Barangkali JK memang terlalu sibuk sampai ndak sempat baca koran, ndak tahu di Amrik sana, presiden dimaki itu lumrah—apapun partainya. Atau JK ndak tahu bahwa di Perancis, parlemen malah sudah mencabut Pasal Munyuk mereka sejak 2013 lalu. Jadi yang dimaksud JK dengan di-mana-pun-di-dunia-ini itu di mana? Majapahit? Baik cocot JK maupun Budi sama-sama gak mutu, sama-sama nir-elaborasi, sama-sama argumentum ad cocotem!
Jadi, lebih cerdas cocot siapa? Makanya, jangan terus-menerus menjelek-jelekkan PKS. Saya sendiri diam-diam kagum dengan partai ini, saya yakin di dalamnya banyak orang baik. Cuma sedikit oknum yang tukang fitnah, masalahnya yang sedikit itu justru lebih menonjol. Benalu-benalu politik itu seolah militan membela PKS, padahal keberadaan mereka justru menggembosi PKS dari dalam, sehingga masyarakat membentuk sterotipe bahwa semua kader PKS seperti mereka.
Sudah waktunya kader yang benar-benar mencintai PKS seperti Bung Mantap merapatkan barisan, cuma PKS Garis Lurus yang bisa mengembalikan martabat PKS dan mendepak benalu-benalu itu dari tubuh partai.

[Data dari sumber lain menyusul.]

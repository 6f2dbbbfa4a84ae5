//! OpenRouter API client and response mapping.

use serde::Deserialize;
use tallybar_core::{LoginMethod, ProviderIdentity, ProviderKind, UsageCost, UsageSnapshot, UsageWindow};
use tallybar_fetch::{Credential, HttpClient, ResponseExt};
use tracing::{debug, instrument};

use super::error::OpenRouterError;

// ============================================================================
// Constants
// ============================================================================

/// OpenRouter API base URL.
pub const DEFAULT_BASE_URL: &str = "https://openrouter.ai/api/v1";

const CREDITS_ENDPOINT: &str = "/credits";
const KEY_ENDPOINT: &str = "/key";

const DAY_MINUTES: u32 = 24 * 60;
const WEEK_MINUTES: u32 = 7 * DAY_MINUTES;
const MONTH_MINUTES: u32 = 30 * DAY_MINUTES;

// ============================================================================
// API Response Types
// ============================================================================

#[derive(Debug, Deserialize)]
struct Envelope<T> {
    data: T,
}

/// Account-wide credit balance from `/credits`.
#[derive(Debug, Clone, PartialEq, Deserialize)]
pub struct OpenRouterCredits {
    /// Credits purchased, in USD.
    pub total_credits: f64,
    /// Credits spent, in USD.
    pub total_usage: f64,
}

impl OpenRouterCredits {
    /// Remaining balance in USD.
    pub fn balance(&self) -> f64 {
        (self.total_credits - self.total_usage).max(0.0)
    }
}

/// Per-key usage from `/key`.
#[derive(Debug, Clone, PartialEq, Default, Deserialize)]
pub struct OpenRouterKeyInfo {
    /// Key label (a masked form of the key).
    #[serde(default)]
    pub label: Option<String>,
    /// Spending cap for this key, if any.
    #[serde(default)]
    pub limit: Option<f64>,
    /// Spend left under the cap.
    #[serde(default)]
    pub limit_remaining: Option<f64>,
    /// Lifetime spend on this key.
    #[serde(default)]
    pub usage: f64,
    /// Spend today (UTC).
    #[serde(default)]
    pub usage_daily: Option<f64>,
    /// Spend this week (UTC).
    #[serde(default)]
    pub usage_weekly: Option<f64>,
    /// Spend this month (UTC).
    #[serde(default)]
    pub usage_monthly: Option<f64>,
    /// Whether the account has never purchased credits.
    #[serde(default)]
    pub is_free_tier: bool,
}

// ============================================================================
// Parsing
// ============================================================================

/// Parses a `/credits` response body.
pub fn parse_credits(body: &str) -> Result<OpenRouterCredits, OpenRouterError> {
    serde_json::from_str::<Envelope<OpenRouterCredits>>(body)
        .map(|e| e.data)
        .map_err(|e| OpenRouterError::InvalidResponse(format!("credits: {e}")))
}

/// Parses a `/key` response body.
pub fn parse_key_info(body: &str) -> Result<OpenRouterKeyInfo, OpenRouterError> {
    serde_json::from_str::<Envelope<OpenRouterKeyInfo>>(body)
        .map(|e| e.data)
        .map_err(|e| OpenRouterError::InvalidResponse(format!("key: {e}")))
}

/// Builds the normalized snapshot.
///
/// Spend is in USD: today's spend is the session window, this week's spend
/// the weekly window, and the key cap (or the month, without a cap) the
/// secondary window.
pub fn build_snapshot(credits: &OpenRouterCredits, key: Option<&OpenRouterKeyInfo>) -> UsageSnapshot {
    let mut snapshot = UsageSnapshot::new();
    snapshot.cost = Some(UsageCost::usd(credits.total_usage, Some(credits.total_credits)));

    let mut identity = ProviderIdentity::new(ProviderKind::OpenRouter);
    identity.login_method = Some(LoginMethod::ApiKey);

    if let Some(key) = key {
        snapshot.session = key
            .usage_daily
            .map(|used| UsageWindow::new(used).spanning(DAY_MINUTES).labeled("Today"));
        snapshot.weekly = key
            .usage_weekly
            .map(|used| UsageWindow::new(used).spanning(WEEK_MINUTES).labeled("This week"));
        snapshot.secondary = match key.limit {
            Some(limit) => Some(UsageWindow::with_limit(key.usage, limit).labeled("Key limit")),
            None => key
                .usage_monthly
                .map(|used| UsageWindow::new(used).spanning(MONTH_MINUTES).labeled("This month")),
        };

        if key.is_free_tier {
            identity.plan_name = Some("Free".to_string());
        }
    }

    snapshot.identity = Some(identity);
    snapshot
}

// ============================================================================
// API Client
// ============================================================================

/// OpenRouter API client over the shared HTTP client.
#[derive(Debug)]
pub struct OpenRouterClient<'a> {
    http: &'a HttpClient,
    base_url: &'a str,
}

impl<'a> OpenRouterClient<'a> {
    /// Creates a client.
    pub fn new(http: &'a HttpClient, base_url: &'a str) -> Self {
        Self { http, base_url }
    }

    /// Fetches the account credit balance.
    #[instrument(skip(self, credential))]
    pub async fn credits(&self, credential: &Credential) -> Result<OpenRouterCredits, OpenRouterError> {
        let body = self.get(CREDITS_ENDPOINT, credential).await?;
        parse_credits(&body)
    }

    /// Fetches usage for the key itself.
    #[instrument(skip(self, credential))]
    pub async fn key_info(&self, credential: &Credential) -> Result<OpenRouterKeyInfo, OpenRouterError> {
        let body = self.get(KEY_ENDPOINT, credential).await?;
        parse_key_info(&body)
    }

    async fn get(&self, endpoint: &str, credential: &Credential) -> Result<String, OpenRouterError> {
        let url = format!("{}{}", self.base_url.trim_end_matches('/'), endpoint);
        let response = self.http.get_with_bearer(&url, credential).await?;
        let status = response.status();

        if response.is_unauthorized() {
            return Err(OpenRouterError::Unauthorized(status.as_u16()));
        }
        if response.is_rate_limited() {
            return Err(OpenRouterError::RateLimited {
                retry_after: response.retry_after_secs(),
            });
        }
        if !status.is_success() {
            return Err(OpenRouterError::Api(status.as_u16()));
        }

        let body = response.text().await?;
        debug!(endpoint, len = body.len(), "OpenRouter response received");
        Ok(body)
    }
}

// ============================================================================
// Tests
// ============================================================================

Buktikan bahwa PKS bisa prohresip, revolusioner, toleran, ndak korupsi, ndak anti-pesantren, ndak anti-ilmu alat, ndak anti-tabayyun, ndak mata keranjang, ndak tukang HOAX, ndak suka selingkuh, setia pada agama, bangsa, negara, pancasila, dan istri tercinta. Kalaupun kalah, la tahzan, Akhi, insya Allah ada jalan: buat PKS Perjuangan. #SavePKS
Tapi ada yang jauh lebih urgen ketimbang #SavePKS: Pasal Munyuk yang tahu-tahu muncul lagi dalam draft revisi UU KUHP. Sebelumnya, Pasal Munyuk (Pasal 134, Pasal 136 bis dan Pasal 137 KUHP) sudah dihapus oleh Mahkamah Konstitusi (MK) dengan Putusan MK bernomor 013-022/PUU-IV/2006 karena bertentangan dengan UUD 1945, palu diketok tanggal 4 Desember 2006. Kalau sudah putusan MK, harusnya ndak bisa diganggu gugat. Tapi kenyataannya sekarang muncul lagi di draft RUU. Jangan-jangan process business pembuatan UU kita memang ongol-ongol?
Dan ini bukan kali pertama. Tahun 2013, usaha menghidupkan Pasal Munyuk pernah dilakukan oleh pemerintahan SBY. Tapi itu kan Orde Katakan-Tidak-Pada(hal)-Korupsi, yang presidennya gampang mutungan. Sekarang sudah Orde Tukang-Mebel-Jadi-Presiden, lho! Kalau yang mau Pasal Munyuk itu SBY atau JK ya wajar, wong mereka satu guru satu ilmu. Fansnya Jokowi ndak perlu dengarkan mereka.
Ingat ya, Mas-Mas, Mbak-Mbak, salah satu nilai jual Jokowi yang membuat separuh lebih pemilih negeri ini sudi memercayakan suaranya adalah kerendahan hati. Dulu, Jokowi itu murah senyum, parasnya juga yang ndesani, lebih sering mengucapkan #AkuRapopo ketimbang #BukanUrusanSaya. Pada ndak mau Jokowi tak lagi seperti yang dulu, kan? Jokowi berubah jadi megalomaniak, antikritik, dan haram dihina? Jokowi tapi rasa SBY atau Soeharto?
Atau jangan-jangan ada pihak yang sengaja ingin menjatuhkan popularitas Jokowi di periode pertamanya? Semacam konspirasi Yahudi, misalnya? Yaa robb.